PROBLEM »
The full listing below should be returned without a single change.

--- DATA IN THIS EXERCISE ---

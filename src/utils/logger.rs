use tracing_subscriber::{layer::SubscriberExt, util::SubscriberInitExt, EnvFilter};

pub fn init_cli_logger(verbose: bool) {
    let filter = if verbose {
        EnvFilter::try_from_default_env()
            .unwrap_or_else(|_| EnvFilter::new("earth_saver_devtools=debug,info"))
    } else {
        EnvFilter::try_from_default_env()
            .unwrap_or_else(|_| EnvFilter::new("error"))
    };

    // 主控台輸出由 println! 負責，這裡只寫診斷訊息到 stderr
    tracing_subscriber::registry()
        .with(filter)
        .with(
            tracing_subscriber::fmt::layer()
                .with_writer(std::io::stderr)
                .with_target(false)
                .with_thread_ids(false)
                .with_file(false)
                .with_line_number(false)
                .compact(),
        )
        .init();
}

---

OUTPUT OF THE EXERCISE »
filename src/utils/logger.rs
use tracing_subscriber::{layer::SubscriberExt, util::SubscriberInitExt, EnvFilter};

pub fn init_cli_logger(verbose: bool) {
    let filter = if verbose {
        EnvFilter::try_from_default_env()
            .unwrap_or_else(|_| EnvFilter::new("earth_saver_devtools=debug,info"))
    } else {
        EnvFilter::try_from_default_env()
            .unwrap_or_else(|_| EnvFilter::new("error"))
    };

    // 主控台輸出由 println! 負責，這裡只寫診斷訊息到 stderr
    tracing_subscriber::registry()
        .with(filter)
        .with(
            tracing_subscriber::fmt::layer()
                .with_writer(std::io::stderr)
                .with_target(false)
                .with_thread_ids(false)
                .with_file(false)
                .with_line_number(false)
                .compact(),
        )
        .init();
}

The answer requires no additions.